== Aim of the exercise ==
Please copy the data shown below, word for word.

════════════════

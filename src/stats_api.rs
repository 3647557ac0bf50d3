use std::time::Duration;

use anyhow::{Context, Result, anyhow};
use reqwest::Url;
use serde::{Deserialize, Serialize};
use serde_json::{Map, Value};

use crate::config::Config;
use crate::http_cache::fetch_json_cached;
use crate::http_client::http_client;
use crate::types::Season;

const MAX_ATTEMPTS: usize = 3;
const RETRY_PAUSE_MS: u64 = 300;

// The provider rejects requests that do not look like they come from its own site.
const BROWSER_HEADERS: &[(&str, &str)] = &[
    (
        "User-Agent",
        "Mozilla/5.0 (X11; Linux x86_64) AppleWebKit/537.36 (KHTML, like Gecko) Chrome/120.0 Safari/537.36",
    ),
    ("Accept", "application/json, text/plain, */*"),
    ("Accept-Language", "en-US,en;q=0.9"),
    ("Referer", "https://www.nba.com/"),
    ("Origin", "https://www.nba.com"),
    ("x-nba-stats-origin", "stats"),
    ("x-nba-stats-token", "true"),
];

#[derive(Debug, Clone, PartialEq, Serialize, Deserialize)]
pub struct RawStatsData {
    #[serde(default)]
    pub resource: String,
    #[serde(default)]
    pub parameters: Value,
    #[serde(rename = "resultSets")]
    pub result_sets: Vec<ResultSet>,
}

#[derive(Debug, Clone, PartialEq, Serialize, Deserialize)]
pub struct ResultSet {
    pub name: String,
    pub headers: Vec<String>,
    #[serde(rename = "rowSet")]
    pub row_set: Vec<Vec<Value>>,
}

impl RawStatsData {
    pub fn result_set(&self, name: &str) -> Result<&ResultSet> {
        self.result_sets
            .iter()
            .find(|set| set.name == name)
            .ok_or_else(|| anyhow!("result set {name:?} missing from {:?}", self.resource))
    }

    pub fn primary(&self) -> Result<&ResultSet> {
        self.result_sets
            .first()
            .ok_or_else(|| anyhow!("{:?} response has no result sets", self.resource))
    }
}

impl ResultSet {
    pub fn records(&self) -> Vec<Map<String, Value>> {
        self.records_with(|header| header.to_string())
    }

    pub fn records_with(&self, key: impl Fn(&str) -> String) -> Vec<Map<String, Value>> {
        self.row_set
            .iter()
            .map(|row| {
                self.headers
                    .iter()
                    .zip(row.iter())
                    .map(|(header, value)| (key(header), value.clone()))
                    .collect()
            })
            .collect()
    }
}

pub fn parse_stats_json(raw: &str) -> Result<RawStatsData> {
    let trimmed = raw.trim();
    if trimmed.is_empty() || trimmed == "null" {
        return Err(anyhow!("empty stats response"));
    }
    serde_json::from_str(trimmed).context("invalid stats json")
}

#[derive(Debug, Clone)]
pub struct StatsApi {
    base: Url,
    request_delay: Duration,
}

impl StatsApi {
    pub fn new(base: &str, request_delay: Duration) -> Result<Self> {
        let base = Url::parse(base).with_context(|| format!("invalid stats api base {base:?}"))?;
        Ok(Self {
            base,
            request_delay,
        })
    }

    pub fn from_config(config: &Config) -> Result<Self> {
        Self::new(&config.stats_api_base, config.request_delay)
    }

    pub fn endpoint_url(&self, endpoint: &str, params: &[(&str, &str)]) -> Result<Url> {
        let mut url = self
            .base
            .join(endpoint)
            .with_context(|| format!("invalid endpoint {endpoint:?}"))?;
        url.query_pairs_mut().extend_pairs(params);
        Ok(url)
    }

    pub fn fetch_league_game_log(&self, season: &Season) -> Result<RawStatsData> {
        self.fetch(
            "leaguegamelog",
            &[
                ("Counter", "0"),
                ("Direction", "ASC"),
                ("LeagueID", "00"),
                ("PlayerOrTeam", "T"),
                ("Season", season.as_str()),
                ("SeasonType", "Regular Season"),
                ("Sorter", "DATE"),
            ],
        )
    }

    pub fn fetch_box_score(&self, game_id: &str) -> Result<RawStatsData> {
        self.fetch(
            "boxscoretraditionalv2",
            &[
                ("EndPeriod", "10"),
                ("EndRange", "28800"),
                ("GameID", game_id),
                ("RangeType", "0"),
                ("StartPeriod", "0"),
                ("StartRange", "0"),
            ],
        )
    }

    pub fn fetch_play_by_play(&self, game_id: &str) -> Result<RawStatsData> {
        self.fetch(
            "playbyplayv2",
            &[("EndPeriod", "10"), ("GameID", game_id), ("StartPeriod", "1")],
        )
    }

    fn fetch(&self, endpoint: &str, params: &[(&str, &str)]) -> Result<RawStatsData> {
        let client = http_client()?;
        let url = self.endpoint_url(endpoint, params)?;

        let mut last_err = None;
        for attempt in 0..MAX_ATTEMPTS {
            if !self.request_delay.is_zero() {
                std::thread::sleep(self.request_delay);
            }
            log::debug!("GET {url} (attempt {})", attempt + 1);
            let result = fetch_json_cached(client, url.as_str(), BROWSER_HEADERS)
                .and_then(|body| parse_stats_json(&body));
            match result {
                Ok(data) => return Ok(data),
                Err(err) => {
                    log::warn!("{endpoint} attempt {} failed: {err:#}", attempt + 1);
                    last_err = Some(err);
                    if attempt + 1 < MAX_ATTEMPTS {
                        std::thread::sleep(Duration::from_millis(RETRY_PAUSE_MS));
                    }
                }
            }
        }
        Err(last_err
            .unwrap_or_else(|| anyhow!("{endpoint} fetch failed"))
            .context(format!("fetching {endpoint}")))
    }
}

#[cfg(test)]
mod tests {
    use super::*;

    const SAMPLE: &str = r#"{
        "resource": "leaguegamelog",
        "parameters": {"Season": "2017-18"},
        "resultSets": [
            {"name": "LeagueGameLog", "headers": ["GAME_ID", "PTS"], "rowSet": [["0021700001", 102], ["0021700001", 99]]},
            {"name": "Extra", "headers": ["A"], "rowSet": []}
        ]
    }"#;

    #[test]
    fn records_zip_headers_with_rows() {
        let data = parse_stats_json(SAMPLE).unwrap();
        let records = data.primary().unwrap().records();
        assert_eq!(records.len(), 2);
        assert_eq!(records[0]["GAME_ID"], Value::from("0021700001"));
        assert_eq!(records[1]["PTS"], Value::from(99));

        let lower = data
            .result_set("LeagueGameLog")
            .unwrap()
            .records_with(|h| h.to_ascii_lowercase());
        assert!(lower[0].contains_key("game_id"));
        assert!(data.result_set("Missing").is_err());
    }

    #[test]
    fn empty_payloads_are_errors() {
        assert!(parse_stats_json("").is_err());
        assert!(parse_stats_json("null").is_err());
        assert!(parse_stats_json("{\"resultSets\": 3}").is_err());
    }

    #[test]
    fn endpoint_urls_carry_query_params() {
        let api = StatsApi::new("https://stats.example.test/stats/", Duration::ZERO).unwrap();
        let url = api
            .endpoint_url("playbyplayv2", &[("GameID", "0021700001"), ("StartPeriod", "1")])
            .unwrap();
        assert_eq!(
            url.as_str(),
            "https://stats.example.test/stats/playbyplayv2?GameID=0021700001&StartPeriod=1"
        );

        let url = api
            .endpoint_url("leaguegamelog", &[("SeasonType", "Regular Season")])
            .unwrap();
        assert!(url.as_str().ends_with("SeasonType=Regular+Season"));
    }
}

════════════════

== Output of the exercise ==
filename src/stats_api.rs
repository 3647557ac0bf50d3
use std::time::Duration;

use anyhow::{Context, Result, anyhow};
use reqwest::Url;
use serde::{Deserialize, Serialize};
use serde_json::{Map, Value};

use crate::config::Config;
use crate::http_cache::fetch_json_cached;
use crate::http_client::http_client;
use crate::types::Season;

const MAX_ATTEMPTS: usize = 3;
const RETRY_PAUSE_MS: u64 = 300;

// The provider rejects requests that do not look like they come from its own site.
const BROWSER_HEADERS: &[(&str, &str)] = &[
    (
        "User-Agent",
        "Mozilla/5.0 (X11; Linux x86_64) AppleWebKit/537.36 (KHTML, like Gecko) Chrome/120.0 Safari/537.36",
    ),
    ("Accept", "application/json, text/plain, */*"),
    ("Accept-Language", "en-US,en;q=0.9"),
    ("Referer", "https://www.nba.com/"),
    ("Origin", "https://www.nba.com"),
    ("x-nba-stats-origin", "stats"),
    ("x-nba-stats-token", "true"),
];

#[derive(Debug, Clone, PartialEq, Serialize, Deserialize)]
pub struct RawStatsData {
    #[serde(default)]
    pub resource: String,
    #[serde(default)]
    pub parameters: Value,
    #[serde(rename = "resultSets")]
    pub result_sets: Vec<ResultSet>,
}

#[derive(Debug, Clone, PartialEq, Serialize, Deserialize)]
pub struct ResultSet {
    pub name: String,
    pub headers: Vec<String>,
    #[serde(rename = "rowSet")]
    pub row_set: Vec<Vec<Value>>,
}

impl RawStatsData {
    pub fn result_set(&self, name: &str) -> Result<&ResultSet> {
        self.result_sets
            .iter()
            .find(|set| set.name == name)
            .ok_or_else(|| anyhow!("result set {name:?} missing from {:?}", self.resource))
    }

    pub fn primary(&self) -> Result<&ResultSet> {
        self.result_sets
            .first()
            .ok_or_else(|| anyhow!("{:?} response has no result sets", self.resource))
    }
}

impl ResultSet {
    pub fn records(&self) -> Vec<Map<String, Value>> {
        self.records_with(|header| header.to_string())
    }

    pub fn records_with(&self, key: impl Fn(&str) -> String) -> Vec<Map<String, Value>> {
        self.row_set
            .iter()
            .map(|row| {
                self.headers
                    .iter()
                    .zip(row.iter())
                    .map(|(header, value)| (key(header), value.clone()))
                    .collect()
            })
            .collect()
    }
}

pub fn parse_stats_json(raw: &str) -> Result<RawStatsData> {
    let trimmed = raw.trim();
    if trimmed.is_empty() || trimmed == "null" {
        return Err(anyhow!("empty stats response"));
    }
    serde_json::from_str(trimmed).context("invalid stats json")
}

#[derive(Debug, Clone)]
pub struct StatsApi {
    base: Url,
    request_delay: Duration,
}

impl StatsApi {
    pub fn new(base: &str, request_delay: Duration) -> Result<Self> {
        let base = Url::parse(base).with_context(|| format!("invalid stats api base {base:?}"))?;
        Ok(Self {
            base,
            request_delay,
        })
    }

    pub fn from_config(config: &Config) -> Result<Self> {
        Self::new(&config.stats_api_base, config.request_delay)
    }

    pub fn endpoint_url(&self, endpoint: &str, params: &[(&str, &str)]) -> Result<Url> {
        let mut url = self
            .base
            .join(endpoint)
            .with_context(|| format!("invalid endpoint {endpoint:?}"))?;
        url.query_pairs_mut().extend_pairs(params);
        Ok(url)
    }

    pub fn fetch_league_game_log(&self, season: &Season) -> Result<RawStatsData> {
        self.fetch(
            "leaguegamelog",
            &[
                ("Counter", "0"),
                ("Direction", "ASC"),
                ("LeagueID", "00"),
                ("PlayerOrTeam", "T"),
                ("Season", season.as_str()),
                ("SeasonType", "Regular Season"),
                ("Sorter", "DATE"),
            ],
        )
    }

    pub fn fetch_box_score(&self, game_id: &str) -> Result<RawStatsData> {
        self.fetch(
            "boxscoretraditionalv2",
            &[
                ("EndPeriod", "10"),
                ("EndRange", "28800"),
                ("GameID", game_id),
                ("RangeType", "0"),
                ("StartPeriod", "0"),
                ("StartRange", "0"),
            ],
        )
    }

    pub fn fetch_play_by_play(&self, game_id: &str) -> Result<RawStatsData> {
        self.fetch(
            "playbyplayv2",
            &[("EndPeriod", "10"), ("GameID", game_id), ("StartPeriod", "1")],
        )
    }

    fn fetch(&self, endpoint: &str, params: &[(&str, &str)]) -> Result<RawStatsData> {
        let client = http_client()?;
        let url = self.endpoint_url(endpoint, params)?;

        let mut last_err = None;
        for attempt in 0..MAX_ATTEMPTS {
            if !self.request_delay.is_zero() {
                std::thread::sleep(self.request_delay);
            }
            log::debug!("GET {url} (attempt {})", attempt + 1);
            let result = fetch_json_cached(client, url.as_str(), BROWSER_HEADERS)
                .and_then(|body| parse_stats_json(&body));
            match result {
                Ok(data) => return Ok(data),
                Err(err) => {
                    log::warn!("{endpoint} attempt {} failed: {err:#}", attempt + 1);
                    last_err = Some(err);
                    if attempt + 1 < MAX_ATTEMPTS {
                        std::thread::sleep(Duration::from_millis(RETRY_PAUSE_MS));
                    }
                }
            }
        }
        Err(last_err
            .unwrap_or_else(|| anyhow!("{endpoint} fetch failed"))
            .context(format!("fetching {endpoint}")))
    }
}

#[cfg(test)]
mod tests {
    use super::*;

    const SAMPLE: &str = r#"{
        "resource": "leaguegamelog",
        "parameters": {"Season": "2017-18"},
        "resultSets": [
            {"name": "LeagueGameLog", "headers": ["GAME_ID", "PTS"], "rowSet": [["0021700001", 102], ["0021700001", 99]]},
            {"name": "Extra", "headers": ["A"], "rowSet": []}
        ]
    }"#;

    #[test]
    fn records_zip_headers_with_rows() {
        let data = parse_stats_json(SAMPLE).unwrap();
        let records = data.primary().unwrap().records();
        assert_eq!(records.len(), 2);
        assert_eq!(records[0]["GAME_ID"], Value::from("0021700001"));
        assert_eq!(records[1]["PTS"], Value::from(99));

        let lower = data
            .result_set("LeagueGameLog")
            .unwrap()
            .records_with(|h| h.to_ascii_lowercase());
        assert!(lower[0].contains_key("game_id"));
        assert!(data.result_set("Missing").is_err());
    }

    #[test]
    fn empty_payloads_are_errors() {
        assert!(parse_stats_json("").is_err());
        assert!(parse_stats_json("null").is_err());
        assert!(parse_stats_json("{\"resultSets\": 3}").is_err());
    }

    #[test]
    fn endpoint_urls_carry_query_params() {
        let api = StatsApi::new("https://stats.example.test/stats/", Duration::ZERO).unwrap();
        let url = api
            .endpoint_url("playbyplayv2", &[("GameID", "0021700001"), ("StartPeriod", "1")])
            .unwrap();
        assert_eq!(
            url.as_str(),
            "https://stats.example.test/stats/playbyplayv2?GameID=0021700001&StartPeriod=1"
        );

        let url = api
            .endpoint_url("leaguegamelog", &[("SeasonType", "Regular Season")])
            .unwrap();
        assert!(url.as_str().ends_with("SeasonType=Regular+Season"));
    }
}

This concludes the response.